Эфрос на репетициях мог запросто отказаться от находки, за которую другой режиссер уцепился бы и довел до премьеры. А расточительный Эфрос с поистине моцартовской легкостью отмахивался: «А-а! (небрежный взмах рукой). Завтра придумаем что-нибудь другое». И назавтра происходило что-то иное. Если не лучше то, во всяком случае не хуже вчерашнего.
Он возвращал артиста к исконному смыслу профессии, к ее радости – игре. «А давай попробуем так. А если наоборот, если она так, то ты как?» И артисты на время становились детьми, как и он сам. Настолько занимателен был этот процесс, столько было в нем кайфа (кайф для меня – нечто среднее между удовольствием и счастьем: удовольствие в этом случае – слишком слабо, а счастье – слишком сильно), что конечный результат – когда уже есть зритель, когда премьера – становился как бы неважен. Мне было жаль зрителя, который не участвует вместе с нами в этой игре. Но… каждому свое. У зрителя свой кайф. Он сначала увидит все извне, а потом его сделают соучастником спектакля. Придут катарсис, смех, слезы, радость и горечь узнавания себя в той или иной ситуации. И еще будет ощущение того, что тебе преподали урок вкуса. Эфрос, как никто, умел дать столько, сколько надо, чтобы зрителю еще осталось додумать и допереживать, чтобы осталась счастливая возможность об остальном догадаться самому. В том, что делал Эфрос, не было конкретики, определенности борцов за народное счастье. Нет, он далеко не борец. Он плакал, когда у него отбирали Ленком…
Было бы неплохо, если бы наши начальники, те, что отнимают и раздают театры, не относились бы каждый к себе как к мессии, а к своим делам – как к миссии. Они не жалеют и больно бьют, а иногда и промаргивают художников-неборцов. С борцами-то как раз все в порядке: они – свои, даже если в оппозиции, группа крови – та же. А вот неборцы – те чужие, как правило, все о вечном, дурачки малахольные, а нам сейчас надо, «вчера было рано, а послезавтра – поздно».
И вот такой неборец Эфрос попадает в Театр на Таганке, в театр окрепших и закаленных в борьбе за место под солнцем людей. Представьте себе, что георгин по идиотской прихоти судьбы попадает в заросли крапивы. В этой истории нельзя искать виноватых. Нельзя учить крапиву цвести и пахнуть, у нее другие достоинства. Она выживает в тяжелых условиях, кусается, растет высоко и мощно, и из нее получается чрезвычайно полезный, полный витаминов крапивный суп.

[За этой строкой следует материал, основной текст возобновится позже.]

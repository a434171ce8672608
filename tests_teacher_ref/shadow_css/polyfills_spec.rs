//! Polyfills Tests
//!
//! Corresponds to packages/compiler/test/shadow_css/polyfills_spec.ts
//! All test cases match exactly with TypeScript version

mod utils;
use utils::{extract_css_content, shim};

fn assert_equal_css(actual: &str, expected: &str) {
    let actual_css = extract_css_content(actual);
    let expected_css = extract_css_content(expected);
    assert_eq!(
        actual_css, expected_css,
        "Expected '{}' to equal '{}'",
        actual_css, expected_css
    );
}

#[test]
fn should_support_polyfill_next_selector() {
    let css = shim(
        "polyfill-next-selector {content: 'x > y'} z {}",
        "contenta",
        "",
    );
    assert_equal_css(&css, "x[contenta] > y[contenta]{}");

    let css = shim(
        "polyfill-next-selector {content: \"x > y\"} z {}",
        "contenta",
        "",
    );
    assert_equal_css(&css, "x[contenta] > y[contenta]{}");

    let css = shim(
        "polyfill-next-selector {content: 'button[priority=\"1\"]'} z {}",
        "contenta",
        "",
    );
    assert_equal_css(&css, "button[priority=\"1\"][contenta]{}");
}

#[test]
fn should_support_polyfill_unscoped_rule() {
    let css = shim(
        "polyfill-unscoped-rule {content: '#menu > .bar';color: blue;}",
        "contenta",
        "",
    );
    assert!(css.contains("#menu > .bar {;color: blue;}"));

    let css = shim(
        "polyfill-unscoped-rule {content: \"#menu > .bar\";color: blue;}",
        "contenta",
        "",
    );
    assert!(css.contains("#menu > .bar {;color: blue;}"));

    let css = shim(
        "polyfill-unscoped-rule {content: 'button[priority=\"1\"]'}",
        "contenta",
        "",
    );
    assert!(css.contains("button[priority=\"1\"] {}"));
}

#[test]
fn should_support_multiple_instances_polyfill_unscoped_rule() {
    let css = shim(
        &("polyfill-unscoped-rule {content: 'foo';color: blue;}".to_string()
            + "polyfill-unscoped-rule {content: 'bar';color: blue;}"),
        "contenta",
        "",
    );
    assert!(css.contains("foo {;color: blue;}"));
    assert!(css.contains("bar {;color: blue;}"));
}

#[test]
fn should_support_polyfill_rule() {
    let css = shim(
        "polyfill-rule {content: ':host.foo .bar';color: blue;}",
        "contenta",
        "a-host",
    );
    assert_equal_css(&css, ".foo[a-host] .bar[contenta] {;color:blue;}");

    let css = shim(
        "polyfill-rule {content: \":host.foo .bar\";color:blue;}",
        "contenta",
        "a-host",
    );
    assert_equal_css(&css, ".foo[a-host] .bar[contenta] {;color:blue;}");

    let css = shim(
        "polyfill-rule {content: 'button[priority=\"1\"]'}",
        "contenta",
        "a-host",
    );
    assert_equal_css(&css, "button[priority=\"1\"][contenta] {}");
}
//! Selector automation engine (spec §4.7): the last middle-end pass, run
//! once inheritance resolution has produced the final child/property sets.
//! For every element, infers missing `class`/`id` attributes from the
//! selectors used in its local `style` block and rewrites `&` references to
//! the element's primary selector; local `script` blocks get the same
//! class/id inference (but never `&` rewriting, since their body is raw
//! text, not a structured selector) under the symmetric `DISABLE_SCRIPT_*`
//! toggles. Grounded on `CHTLManage/SelectorManager.h`
//! (`SelectorAutoRule`, `autoGenerateSelectors`, `resolveAmpersandReference`)
//! and the teacher's `shadow_css.rs` host-selector-rewrite idiom (mutating a
//! selector string in place based on a computed host selector).

use once_cell::sync::Lazy;
use regex::Regex;

use crate::ast::{Arena, NodeId, NodeKind};
use crate::config::Configuration;
use crate::selector::CssSelector;

/// A lightweight scan for `.class`/`#id` tokens inside a local `script`
/// block's raw text. A full JavaScript parser is explicitly out of scope
/// (spec §1 Non-goals), so script selector references are recognized the
/// same way the original's `SelectorManager` consumes a pre-extracted
/// selector list rather than re-parsing the script body.
static SCRIPT_SELECTOR_REGEXP: Lazy<Regex> = Lazy::new(|| Regex::new(r"([.#])([A-Za-z_][-\w]*)").unwrap());

/// Runs selector automation over every element in `root`'s subtree.
pub fn run(arena: &mut Arena, root: NodeId, config: &Configuration) {
    automate_subtree(arena, root, config);
}

fn automate_subtree(arena: &mut Arena, id: NodeId, config: &Configuration) {
    if matches!(arena.get(id).kind, NodeKind::Element { .. }) {
        automate_element(arena, id, config);
    }
    let children = arena.get(id).children.clone();
    for child in children {
        automate_subtree(arena, child, config);
    }
}

fn automate_element(arena: &mut Arena, id: NodeId, config: &Configuration) {
    let (style_children, script_children, mut classes, mut elem_id) = {
        let NodeKind::Element { style_children, script_children, classes, id: elem_id, .. } = &arena.get(id).kind else {
            unreachable!("automate_element called on a non-element node")
        };
        (style_children.to_vec(), script_children.to_vec(), classes.clone(), elem_id.clone())
    };

    let style_rules = collect_style_rules(arena, &style_children);

    if !config.is_style_auto_add_class_disabled() {
        for (_, selector) in &style_rules {
            for class in &selector.classes {
                classes.insert(class.clone());
            }
        }
    }
    if !config.is_style_auto_add_id_disabled() && elem_id.is_none() {
        elem_id = style_rules.iter().find_map(|(_, s)| s.id.clone());
    }

    if !config.is_script_auto_add_class_disabled() || !config.is_script_auto_add_id_disabled() {
        for &script_id in &script_children {
            let NodeKind::Script { raw } = &arena.get(script_id).kind else { continue };
            for cap in SCRIPT_SELECTOR_REGEXP.captures_iter(raw) {
                let prefix = &cap[1];
                let name = &cap[2];
                if prefix == "." && !config.is_script_auto_add_class_disabled() {
                    classes.insert(name.to_string());
                } else if prefix == "#" && !config.is_script_auto_add_id_disabled() && elem_id.is_none() {
                    elem_id = Some(name.to_string());
                }
            }
        }
    }

    let primary = CssSelector::primary_selector_text(&classes.iter().cloned().collect::<Vec<_>>(), elem_id.as_deref());
    if let Some(primary) = &primary {
        for (rule_id, selector) in &style_rules {
            if selector.is_reference {
                let NodeKind::StyleRule { selector: text } = &arena.get(*rule_id).kind else { continue };
                let rewritten = CssSelector::rewrite_reference(text, primary);
                let NodeKind::StyleRule { selector } = &mut arena.get_mut(*rule_id).kind else { unreachable!() };
                *selector = rewritten;
            }
        }
    }

    write_back(arena, id, classes, elem_id);
}

fn collect_style_rules(arena: &Arena, style_children: &[NodeId]) -> Vec<(NodeId, CssSelector)> {
    let mut rules = Vec::new();
    for &style_id in style_children {
        for &rule_id in &arena.get(style_id).children {
            let NodeKind::StyleRule { selector } = &arena.get(rule_id).kind else { continue };
            if let Ok(parsed) = CssSelector::parse(selector) {
                rules.push((rule_id, parsed));
            }
        }
    }
    rules
}

fn write_back(arena: &mut Arena, id: NodeId, classes: indexmap::IndexSet<String>, elem_id: Option<String>) {
    let node = arena.get_mut(id);
    if !classes.is_empty() {
        node.attributes.insert("class".to_string(), classes.iter().cloned().collect::<Vec<_>>().join(" "));
    }
    if let Some(value) = &elem_id {
        node.attributes.insert("id".to_string(), value.clone());
    }
    let NodeKind::Element { classes: node_classes, id: node_id, .. } = &mut node.kind else {
        unreachable!("automate_element called on a non-element node")
    };
    *node_classes = classes;
    *node_id = elem_id;
}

Эфрос был другим. Когда он пытался стать борцом, эдаким крапивным георгином – ему это так не шло, что сразу становилось ясно: не его язык, не его метод, не его искусство, не его среда.
Может, кто-то сочтет эту аналогию дерзкой, но я намеренно ставлю в один ряд (по качеству таланта, по веселой легкости и естественности): Моцарт – Пушкин – Эфрос. Пушкин тоже иногда воображал себя борцом: и руку тренировал тяжелой тростью, и стрелять учился, фехтовал здорово. И ребячески высоко ценил эти умения в себе еще и потому, что они были непреходяще важными в глазах света, который он уважал непонятно за что. Насколько же этот борец оказался ранимым и не защищенным от грязной сплетни, от того, как он выглядит в глазах света, от пошлейшей насмешки, пусть даже воображаемой! Вот и Эфрос поднимал тяжести и иногда воображал себя борцом, чувствуя, наверное, что на земле, где он живет, это качество необходимо.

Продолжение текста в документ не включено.